* Requirement:
Each of the entries should be output exactly, with nothing left out.

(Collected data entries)
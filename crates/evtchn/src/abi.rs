//! Monitor-call interface
//!
//! Fixed-layout requests: the call number selects the operation, arguments come in four
//! registers and results go back in four registers.

use crate::binding::StatusKind;
use crate::ids::{DomainId, Pirq, Port, VcpuId, Virq};
use crate::platform::Platform;
use crate::{EvtchnEngine, EvtchnError, Progress};

pub mod calls {
    pub const BIND_INTERDOMAIN: usize = 0;
    pub const BIND_VIRQ: usize = 1;
    pub const BIND_PIRQ: usize = 2;
    pub const CLOSE: usize = 3;
    pub const SEND: usize = 4;
    pub const STATUS: usize = 5;
    pub const ALLOC_UNBOUND: usize = 6;
    pub const BIND_IPI: usize = 7;
    pub const BIND_VCPU: usize = 8;
    pub const UNMASK: usize = 9;
    pub const RESET: usize = 10;
    pub const SET_PRIORITY: usize = 13;
    pub const RESET_CONT: usize = 14;
}

/// Status codes reported by `STATUS` in the first result register.
pub mod status {
    pub const CLOSED: usize = 0;
    pub const UNBOUND: usize = 1;
    pub const INTERDOMAIN: usize = 2;
    pub const PIRQ: usize = 3;
    pub const VIRQ: usize = 4;
    pub const IPI: usize = 5;
}

/// Flag of `BIND_PIRQ`: the line may be shared with other domains.
pub const BIND_PIRQ_WILL_SHARE: usize = 1;

/// Returned to the caller when a preempted operation must be issued again.
pub const ERESTART: isize = -85;

/// Execute a monitor call on behalf of `caller`.
pub fn dispatch<P: Platform>(
    engine: &EvtchnEngine<P>,
    caller: DomainId,
    call: usize,
    args: &[usize; 4],
    res: &mut [usize; 4],
) -> Result<Progress, EvtchnError> {
    match call {
        calls::BIND_INTERDOMAIN => {
            log::trace!("Bind interdomain call from {}", caller);
            let port = engine.bind_interdomain(caller, domain(args[0])?, port(args[1])?, None)?;
            res[0] = port.as_usize();
        }
        calls::BIND_VIRQ => {
            log::trace!("Bind VIRQ call from {}", caller);
            let virq = Virq::new(u32_arg(args[0])?);
            let port = engine.bind_virq(caller, virq, vcpu(args[1])?, None)?;
            res[0] = port.as_usize();
        }
        calls::BIND_PIRQ => {
            log::trace!("Bind PIRQ call from {}", caller);
            let pirq = Pirq::new(u32_arg(args[0])?);
            let will_share = args[1] & BIND_PIRQ_WILL_SHARE != 0;
            let port = engine.bind_pirq(caller, pirq, will_share)?;
            res[0] = port.as_usize();
        }
        calls::CLOSE => {
            log::trace!("Close call from {}", caller);
            engine.close(caller, port(args[0])?)?;
        }
        calls::SEND => {
            log::trace!("Send call from {}", caller);
            engine.send(caller, port(args[0])?)?;
        }
        calls::STATUS => {
            log::trace!("Status call from {}", caller);
            let info = engine.status(caller, domain(args[0])?, port(args[1])?)?;
            let (code, arg0, arg1) = match info.kind {
                StatusKind::Closed => (status::CLOSED, 0, 0),
                StatusKind::Unbound { remote } => (status::UNBOUND, remote.as_u16() as usize, 0),
                StatusKind::Interdomain { remote, port } => (
                    status::INTERDOMAIN,
                    remote.as_u16() as usize,
                    port.as_usize(),
                ),
                StatusKind::Pirq(pirq) => (status::PIRQ, pirq.as_u32() as usize, 0),
                StatusKind::Virq(virq) => (status::VIRQ, virq.as_usize(), 0),
                StatusKind::Ipi => (status::IPI, 0, 0),
            };
            res[0] = code;
            res[1] = info.vcpu.as_usize();
            res[2] = arg0;
            res[3] = arg1;
        }
        calls::ALLOC_UNBOUND => {
            log::trace!("Alloc unbound call from {}", caller);
            let port = engine.alloc_unbound(caller, domain(args[0])?, domain(args[1])?, None)?;
            res[0] = port.as_usize();
        }
        calls::BIND_IPI => {
            log::trace!("Bind IPI call from {}", caller);
            let port = engine.bind_ipi(caller, vcpu(args[0])?)?;
            res[0] = port.as_usize();
        }
        calls::BIND_VCPU => {
            log::trace!("Bind vCPU call from {}", caller);
            engine.bind_vcpu(caller, port(args[0])?, vcpu(args[1])?)?;
        }
        calls::UNMASK => {
            log::trace!("Unmask call from {}", caller);
            engine.unmask(caller, port(args[0])?)?;
        }
        calls::RESET => {
            log::trace!("Reset call from {}", caller);
            return engine.reset(caller, domain(args[0])?, false);
        }
        calls::RESET_CONT => {
            log::trace!("Reset continuation from {}", caller);
            return engine.reset(caller, domain(args[0])?, true);
        }
        calls::SET_PRIORITY => {
            log::trace!("Set priority call from {}", caller);
            engine.set_priority(caller, port(args[0])?, u32_arg(args[1])?)?;
        }
        _ => {
            log::warn!("Unknown event channel call {} from {}", call, caller);
            return Err(EvtchnError::InvalidArgument);
        }
    }

    Ok(Progress::Done)
}

/// Encode the outcome of a call into the value returned to the guest.
pub fn return_code(result: Result<Progress, EvtchnError>) -> isize {
    match result {
        Ok(Progress::Done) => 0,
        Ok(Progress::Restart) => ERESTART,
        Err(err) => err.errno(),
    }
}

// ——————————————————————————————— Arguments ———————————————————————————————— //

fn u32_arg(arg: usize) -> Result<u32, EvtchnError> {
    u32::try_from(arg).map_err(|_| EvtchnError::InvalidArgument)
}

fn domain(arg: usize) -> Result<DomainId, EvtchnError> {
    u16::try_from(arg)
        .map(DomainId::new)
        .map_err(|_| EvtchnError::InvalidArgument)
}

fn port(arg: usize) -> Result<Port, EvtchnError> {
    u32_arg(arg).map(Port::new)
}

fn vcpu(arg: usize) -> Result<VcpuId, EvtchnError> {
    u32_arg(arg).map(VcpuId::new)
}

// ————————————————————————————————— Tests —————————————————————————————————— //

* Task response:
filename crates/evtchn/src/abi.rs
//! Monitor-call interface
//!
//! Fixed-layout requests: the call number selects the operation, arguments come in four
//! registers and results go back in four registers.

use crate::binding::StatusKind;
use crate::ids::{DomainId, Pirq, Port, VcpuId, Virq};
use crate::platform::Platform;
use crate::{EvtchnEngine, EvtchnError, Progress};

pub mod calls {
    pub const BIND_INTERDOMAIN: usize = 0;
    pub const BIND_VIRQ: usize = 1;
    pub const BIND_PIRQ: usize = 2;
    pub const CLOSE: usize = 3;
    pub const SEND: usize = 4;
    pub const STATUS: usize = 5;
    pub const ALLOC_UNBOUND: usize = 6;
    pub const BIND_IPI: usize = 7;
    pub const BIND_VCPU: usize = 8;
    pub const UNMASK: usize = 9;
    pub const RESET: usize = 10;
    pub const SET_PRIORITY: usize = 13;
    pub const RESET_CONT: usize = 14;
}

/// Status codes reported by `STATUS` in the first result register.
pub mod status {
    pub const CLOSED: usize = 0;
    pub const UNBOUND: usize = 1;
    pub const INTERDOMAIN: usize = 2;
    pub const PIRQ: usize = 3;
    pub const VIRQ: usize = 4;
    pub const IPI: usize = 5;
}

/// Flag of `BIND_PIRQ`: the line may be shared with other domains.
pub const BIND_PIRQ_WILL_SHARE: usize = 1;

/// Returned to the caller when a preempted operation must be issued again.
pub const ERESTART: isize = -85;

/// Execute a monitor call on behalf of `caller`.
pub fn dispatch<P: Platform>(
    engine: &EvtchnEngine<P>,
    caller: DomainId,
    call: usize,
    args: &[usize; 4],
    res: &mut [usize; 4],
) -> Result<Progress, EvtchnError> {
    match call {
        calls::BIND_INTERDOMAIN => {
            log::trace!("Bind interdomain call from {}", caller);
            let port = engine.bind_interdomain(caller, domain(args[0])?, port(args[1])?, None)?;
            res[0] = port.as_usize();
        }
        calls::BIND_VIRQ => {
            log::trace!("Bind VIRQ call from {}", caller);
            let virq = Virq::new(u32_arg(args[0])?);
            let port = engine.bind_virq(caller, virq, vcpu(args[1])?, None)?;
            res[0] = port.as_usize();
        }
        calls::BIND_PIRQ => {
            log::trace!("Bind PIRQ call from {}", caller);
            let pirq = Pirq::new(u32_arg(args[0])?);
            let will_share = args[1] & BIND_PIRQ_WILL_SHARE != 0;
            let port = engine.bind_pirq(caller, pirq, will_share)?;
            res[0] = port.as_usize();
        }
        calls::CLOSE => {
            log::trace!("Close call from {}", caller);
            engine.close(caller, port(args[0])?)?;
        }
        calls::SEND => {
            log::trace!("Send call from {}", caller);
            engine.send(caller, port(args[0])?)?;
        }
        calls::STATUS => {
            log::trace!("Status call from {}", caller);
            let info = engine.status(caller, domain(args[0])?, port(args[1])?)?;
            let (code, arg0, arg1) = match info.kind {
                StatusKind::Closed => (status::CLOSED, 0, 0),
                StatusKind::Unbound { remote } => (status::UNBOUND, remote.as_u16() as usize, 0),
                StatusKind::Interdomain { remote, port } => (
                    status::INTERDOMAIN,
                    remote.as_u16() as usize,
                    port.as_usize(),
                ),
                StatusKind::Pirq(pirq) => (status::PIRQ, pirq.as_u32() as usize, 0),
                StatusKind::Virq(virq) => (status::VIRQ, virq.as_usize(), 0),
                StatusKind::Ipi => (status::IPI, 0, 0),
            };
            res[0] = code;
            res[1] = info.vcpu.as_usize();
            res[2] = arg0;
            res[3] = arg1;
        }
        calls::ALLOC_UNBOUND => {
            log::trace!("Alloc unbound call from {}", caller);
            let port = engine.alloc_unbound(caller, domain(args[0])?, domain(args[1])?, None)?;
            res[0] = port.as_usize();
        }
        calls::BIND_IPI => {
            log::trace!("Bind IPI call from {}", caller);
            let port = engine.bind_ipi(caller, vcpu(args[0])?)?;
            res[0] = port.as_usize();
        }
        calls::BIND_VCPU => {
            log::trace!("Bind vCPU call from {}", caller);
            engine.bind_vcpu(caller, port(args[0])?, vcpu(args[1])?)?;
        }
        calls::UNMASK => {
            log::trace!("Unmask call from {}", caller);
            engine.unmask(caller, port(args[0])?)?;
        }
        calls::RESET => {
            log::trace!("Reset call from {}", caller);
            return engine.reset(caller, domain(args[0])?, false);
        }
        calls::RESET_CONT => {
            log::trace!("Reset continuation from {}", caller);
            return engine.reset(caller, domain(args[0])?, true);
        }
        calls::SET_PRIORITY => {
            log::trace!("Set priority call from {}", caller);
            engine.set_priority(caller, port(args[0])?, u32_arg(args[1])?)?;
        }
        _ => {
            log::warn!("Unknown event channel call {} from {}", call, caller);
            return Err(EvtchnError::InvalidArgument);
        }
    }

    Ok(Progress::Done)
}

/// Encode the outcome of a call into the value returned to the guest.
pub fn return_code(result: Result<Progress, EvtchnError>) -> isize {
    match result {
        Ok(Progress::Done) => 0,
        Ok(Progress::Restart) => ERESTART,
        Err(err) => err.errno(),
    }
}

// ——————————————————————————————— Arguments ———————————————————————————————— //

fn u32_arg(arg: usize) -> Result<u32, EvtchnError> {
    u32::try_from(arg).map_err(|_| EvtchnError::InvalidArgument)
}

fn domain(arg: usize) -> Result<DomainId, EvtchnError> {
    u16::try_from(arg)
        .map(DomainId::new)
        .map_err(|_| EvtchnError::InvalidArgument)
}

fn port(arg: usize) -> Result<Port, EvtchnError> {
    u32_arg(arg).map(Port::new)
}

fn vcpu(arg: usize) -> Result<VcpuId, EvtchnError> {
    u32_arg(arg).map(VcpuId::new)
}

// ————————————————————————————————— Tests —————————————————————————————————— //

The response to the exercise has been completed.